PR for People Monthly APRIL 2020 - Page 8

In his collaboration with Jackie, there was a torrent of new gigs. Mostly everything Lulow and Jackie worked on was bought by the Denver Post. It was a relationship that continued for nearly two years. Together they worked on projects with Linda Ronstadt, Taj Mahal, Muddy Waters, Tracy Nelson, Billy Preston, Rod Stewart, Chuck Berry, and many others. Another notable photojournalist story featured Chuck Morris, who owned a nightclub called Tulagi in Boulder. (Tulagi was named for a World War II battle site near Guadalcanal.) Chuck Morris gave Boulder its first concert hall experience, booking musicians like ZZ Top and Bonnie Raitt. Another project featured Paul Gongaware, who put on a concert with the Grateful Dead in Boulder’s Folsum Field.

One of his favorite assignments was photographing the Grateful Dead’s concert on September 3, 1972 in Boulder, where he had to photograph the roadies setting up the famous “wall of sound.” He photographed backstage and during the actual performance.

Bill Lulow moved back to New York City to concentrate on more studio work, including some fashion as well as portraits.
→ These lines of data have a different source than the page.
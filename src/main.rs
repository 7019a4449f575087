//! GRIB Fetcher CLI application
//!
//! Command-line interface for downloading single fields of forecast GRIB2
//! files with byte-range requests.

use std::process;

use tracing::info;
use tracing_subscriber::{EnvFilter, fmt};

// Import CLI modules through the library (module is public but not re-exported)
use grib_fetcher::cli::{
    Cli, Commands, handle_config, handle_download, handle_fields, handle_size,
};
use grib_fetcher::config::AppConfig;
use grib_fetcher::errors::Result;

#[tokio::main]
async fn main() {
    // Initialize program
    let result = run().await;

    // Handle any errors that occurred
    if let Err(e) = result {
        eprintln!("Error: {}", e);
        process::exit(1);
    }
}

/// Main application logic
async fn run() -> Result<()> {
    // Load environment variables from .env file if it exists
    dotenv::dotenv().ok(); // Ignore errors if file doesn't exist

    // Parse command line arguments
    let cli = Cli::parse_args();

    // Configuration is loaded before logging starts since it may set the level
    let config_path = cli.global.config.clone();
    let config = AppConfig::load(config_path.clone()).await;

    // Initialize logging based on verbosity
    init_logging(&cli, config.as_ref().ok().map(|c| c.logging.level.as_str()));

    info!("GRIB Fetcher v{} starting", env!("CARGO_PKG_VERSION"));

    // Execute the appropriate command
    match cli.command {
        Commands::Download(args) => {
            info!("Executing download command");
            handle_download(args, config?).await
        }
        Commands::Fields(args) => {
            info!("Executing fields command");
            handle_fields(args, &config?).await
        }
        Commands::Size(args) => {
            info!("Executing size command");
            handle_size(args, &config?).await
        }
        Commands::Config(args) => {
            info!("Executing config command");
            handle_config(args, config_path, config.err()).await
        }
    }
}

/// Initialize logging based on CLI verbosity settings
///
/// The configured level applies only when no verbosity flag was given.
fn init_logging(cli: &Cli, configured_level: Option<&str>) {
    let log_level = match configured_level {
        Some(level) if !cli.has_verbosity_flag() => level.to_string(),
        _ => cli.log_level().to_string(),
    };

    // Create environment filter
    let mut filter = EnvFilter::from_default_env();
    let directive = format!("grib_fetcher={}", log_level);
    match directive.parse() {
        Ok(directive) => filter = filter.add_directive(directive),
        Err(e) => eprintln!("Ignoring log directive {}: {}", directive, e),
    }

    // Initialize subscriber
    fmt()
        .with_env_filter(filter)
        .with_target(false)
        .with_level(cli.global.very_verbose) // Show levels only in very verbose mode
        .with_writer(std::io::stderr)
        .init();

    if cli.global.very_verbose {
        info!("Very verbose logging enabled");
    } else if cli.global.verbose {
        info!("Verbose logging enabled");
    }
}
#[async_trait]
impl ObjectStore for HttpObjectStore {
    async fn copy(
        &self,
        source: &str,
        dest: &Path,
        range: Option<ByteRange>,
    ) -> Result<u64, TransferFailure> {
        let url = self.url_for(source)?;
        let response = self.send(Method::GET, &url, range).await?;
        check_status(response.status())?;

        // 200 to a ranged GET carries the whole object
        let window = range.filter(|_| response.status() == StatusCode::OK);
        if let Some(range) = window {
            warn!(
                "Server ignored Range header for {}; keeping bytes {} of the full object",
                url, range
            );
        }

        let mut file = File::create(dest).await?;
        let mut written = 0_u64;
        let mut position = 0_u64;
        let mut body = response.bytes_stream();
        while let Some(chunk) = body.next().await {
            let chunk = chunk.map_err(|e| self.map_request_error(e))?;
            let offset = position;
            position += chunk.len() as u64;

            let bytes = match window {
                Some(range) => clip_to_range(&chunk, offset, range),
                None => &chunk[..],
            };
            file.write_all(bytes).await?;
            written += bytes.len() as u64;

            if window
                .and_then(|range| range.end())
                .is_some_and(|end| position >= end)
            {
                break;
            }
        }
        file.flush().await?;

        if window.is_some_and(|range| position <= range.start()) {
            return Err(TransferFailure::RangeNotSatisfiable);
        }

        debug!("Wrote {} bytes from {} to {}", written, url, dest.display());
        Ok(written)
    }

    async fn size(&self, source: &str) -> Result<u64, TransferFailure> {
        let url = self.url_for(source)?;
        let response = self.send(Method::HEAD, &url, None).await?;
        check_status(response.status())?;

        // Response::content_length reflects the (empty) HEAD body, not the header
        response
            .headers()
            .get(CONTENT_LENGTH)
            .and_then(|value| value.to_str().ok())
            .and_then(|value| value.parse::<u64>().ok())
            .ok_or(TransferFailure::SizeUnavailable)
    }
}

#[cfg(test)]
mod tests {
    use super::*;
    use tempfile::TempDir;
    use tokio::io::AsyncReadExt;
    use tokio::net::TcpListener;
    use tokio::task::JoinHandle;

    /// Serve a single canned HTTP response; the handle yields the raw request
    async fn serve_once(
        status: &str,
        headers: &str,
        body: &'static [u8],
    ) -> (String, JoinHandle<String>) {
        let listener = TcpListener::bind("127.0.0.1:0").await.unwrap();
        let addr = listener.local_addr().unwrap();
        let head = format!(
            "HTTP/1.1 {}\r\nContent-Length: {}\r\nConnection: close\r\n{}\r\n",
            status,
            body.len(),
            headers
        );

        let handle = tokio::spawn(async move {
            let (mut socket, _) = listener.accept().await.unwrap();
            let mut request = Vec::new();
            let mut buf = [0_u8; 1024];
            while !request.windows(4).any(|w| w == b"\r\n\r\n") {
                let n = socket.read(&mut buf).await.unwrap();
                if n == 0 {
                    break;
                }
                request.extend_from_slice(&buf[..n]);
            }
            socket.write_all(head.as_bytes()).await.unwrap();
            if !String::from_utf8_lossy(&request).starts_with("HEAD") {
                socket.write_all(body).await.unwrap();
            }
            socket.shutdown().await.unwrap();
            String::from_utf8_lossy(&request).to_string()
        });

        (format!("http://{}", addr), handle)
    }

    fn test_store(config: ClientConfig) -> HttpObjectStore {
        let client = Client::builder().no_proxy().build().unwrap();
        HttpObjectStore::with_client(client, config).unwrap()
    }

    #[test]
    fn test_rate_limiter_zero_fails() {
        let result = HttpObjectStore::build_rate_limiter(0);
        assert!(result.is_err());
    }

    #[tokio::test]
    async fn test_rate_limiter_creation() {
        let rate_limiter = HttpObjectStore::build_rate_limiter(5).unwrap();
        rate_limiter.until_ready().await;
    }

    #[test]
    fn test_exponential_backoff_calculation() {
        let base = limits::RETRY_BASE_DELAY_MS;
        assert_eq!(HttpObjectStore::backoff_delay(1).as_millis() as u64, base * 2);
        assert_eq!(HttpObjectStore::backoff_delay(2).as_millis() as u64, base * 4);
        assert_eq!(HttpObjectStore::backoff_delay(3).as_millis() as u64, base * 8);
    }

    #[test]
    fn test_backoff_delay_is_capped() {
        let cap = Duration::from_secs(limits::MAX_BACKOFF_SECS);
        assert_eq!(HttpObjectStore::backoff_delay(20), cap);
        assert_eq!(HttpObjectStore::backoff_delay(64), cap);
        assert_eq!(HttpObjectStore::backoff_delay(u32::MAX), cap);
    }

    #[test]
    fn test_clip_to_range() {
        let range = ByteRange::bounded(10, 15).unwrap();
        assert_eq!(clip_to_range(b"0123456789", 0, range), b"");
        assert_eq!(clip_to_range(b"0123456789", 8, range), b"23456");
        assert_eq!(clip_to_range(b"0123456789", 13, range), b"01");
        assert_eq!(clip_to_range(b"0123", 20, range), b"");
        assert_eq!(clip_to_range(b"0123456789", 5, ByteRange::to_end(12)), b"789");
    }

    #[test]
    fn test_status_mapping() {
        assert!(check_status(StatusCode::OK).is_ok());
        assert!(check_status(StatusCode::PARTIAL_CONTENT).is_ok());
        assert!(matches!(
            check_status(StatusCode::NOT_FOUND),
            Err(TransferFailure::NotFound)
        ));
        assert!(matches!(
            check_status(StatusCode::FORBIDDEN),
            Err(TransferFailure::PermissionDenied { status: 403 })
        ));
        assert!(matches!(
            check_status(StatusCode::RANGE_NOT_SATISFIABLE),
            Err(TransferFailure::RangeNotSatisfiable)
        ));
        assert!(matches!(
            check_status(StatusCode::INTERNAL_SERVER_ERROR),
            Err(TransferFailure::Http { status: 500 })
        ));
    }

    #[tokio::test]
    async fn test_ranged_copy_sends_range_header() {
        let (base, server) =
            serve_once("206 Partial Content", "Content-Range: bytes 10-14/100\r\n", b"GRIB2").await;
        let store = test_store(ClientConfig {
            disable_cache: true,
            ..Default::default()
        });
        let temp_dir = TempDir::new().unwrap();
        let dest = temp_dir.path().join("field.grib2");

        let written = store
            .copy(
                &format!("{}/bucket/field.grib2", base),
                &dest,
                Some(ByteRange::bounded(10, 15).unwrap()),
            )
            .await
            .unwrap();

        assert_eq!(written, 5);
        assert_eq!(tokio::fs::read(&dest).await.unwrap(), b"GRIB2");

        let request = server.await.unwrap().to_lowercase();
        assert!(request.starts_with("get /bucket/field.grib2"));
        assert!(request.contains("range: bytes=10-14"));
        assert!(request.contains("cache-control: no-cache"));
    }

    #[tokio::test]
    async fn test_full_response_to_ranged_copy_is_trimmed() {
        let (base, _server) = serve_once("200 OK", "", b"0123456789ABCDEFGHIJ").await;
        let store = test_store(ClientConfig::default());
        let temp_dir = TempDir::new().unwrap();
        let dest = temp_dir.path().join("field.grib2");

        let written = store
            .copy(
                &format!("{}/bucket/field.grib2", base),
                &dest,
                Some(ByteRange::bounded(10, 15).unwrap()),
            )
            .await
            .unwrap();

        assert_eq!(written, 5);
        assert_eq!(tokio::fs::read(&dest).await.unwrap(), b"ABCDE");
    }

    #[tokio::test]
    async fn test_full_response_to_open_ended_copy_is_trimmed() {
        let (base, _server) = serve_once("200 OK", "", b"0123456789ABCDEFGHIJ").await;
        let store = test_store(ClientConfig::default());
        let temp_dir = TempDir::new().unwrap();
        let dest = temp_dir.path().join("last.grib2");

        let written = store
            .copy(
                &format!("{}/bucket/last.grib2", base),
                &dest,
                Some(ByteRange::to_end(16)),
            )
            .await
            .unwrap();

        assert_eq!(written, 4);
        assert_eq!(tokio::fs::read(&dest).await.unwrap(), b"GHIJ");
    }

    #[tokio::test]
    async fn test_full_response_shorter_than_range_start() {
        let (base, _server) = serve_once("200 OK", "", b"0123456789").await;
        let store = test_store(ClientConfig::default());
        let temp_dir = TempDir::new().unwrap();

        let result = store
            .copy(
                &format!("{}/bucket/short.grib2", base),
                &temp_dir.path().join("short.grib2"),
                Some(ByteRange::bounded(30, 40).unwrap()),
            )
            .await;
        assert!(matches!(result, Err(TransferFailure::RangeNotSatisfiable)));
    }

    #[tokio::test]
    async fn test_s3_endpoint_and_not_found() {
        let (base, server) = serve_once("404 Not Found", "", b"").await;
        let store = test_store(ClientConfig {
            s3_endpoint: Some(base),
            ..Default::default()
        });
        let temp_dir = TempDir::new().unwrap();

        let result = store
            .copy("s3://bucket/missing.idx", &temp_dir.path().join("x"), None)
            .await;
        assert!(matches!(result, Err(TransferFailure::NotFound)));

        let request = server.await.unwrap().to_lowercase();
        assert!(request.starts_with("get /bucket/missing.idx"));
        assert!(!request.contains("range:"));
    }

    #[tokio::test]
    async fn test_size_reads_content_length() {
        let (base, _server) = serve_once("200 OK", "", b"0123456789").await;
        let store = test_store(ClientConfig::default());

        let size = store.size(&format!("{}/bucket/x.grib2", base)).await.unwrap();
        assert_eq!(size, 10);
    }
}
Jackie Campbell stayed in Colorado and got a job as the theater critic for the now defunct Rocky Mountain News. Campbell developed a strong following and often traveled to New York to review shows there. Lulow says, “We often got together when she was in town.”

Jackie Campbell passed away in December 2017. Lulow says, “She was an overall great person and was also instrumental in solidifying my interest in photographing musicians. She gave me a better awareness of what was involved in the pursuit of journalism.” He fondly remembers how when Campbell was getting ready to interview people, she had little quirks or mannerisms to put her subjects at ease. She’d fumble, looking for a pen or something in her purse. It was her way of getting her interview subjects to relax for the photo shoot.

After Lulow moved back to New York City, he met his wife Judy, and they were married in 1983. In the beginning he worked as an assistant to Bert Rockfield, whose big account was J.C. Penney. Lulow developed the film, did the lighting and took the film to the lab.

In 1980 Lulow opened his studio in New York City’s Flatiron District, where his first official client was for WNBC-TV (NBC affiliate in NYC). In his studio days, he made a good living in photography and always had a pipeline of existing clients as well as new clients coming in the door. From 9am to 9pm, the studio buzzed with a staff of ten. In addition to WNBC-TV, anchor Roger Mudd was a client. Other big clients included Hanes Hosiery, Allied Fibers and Plastics, a division of Allied Chemical and American Express.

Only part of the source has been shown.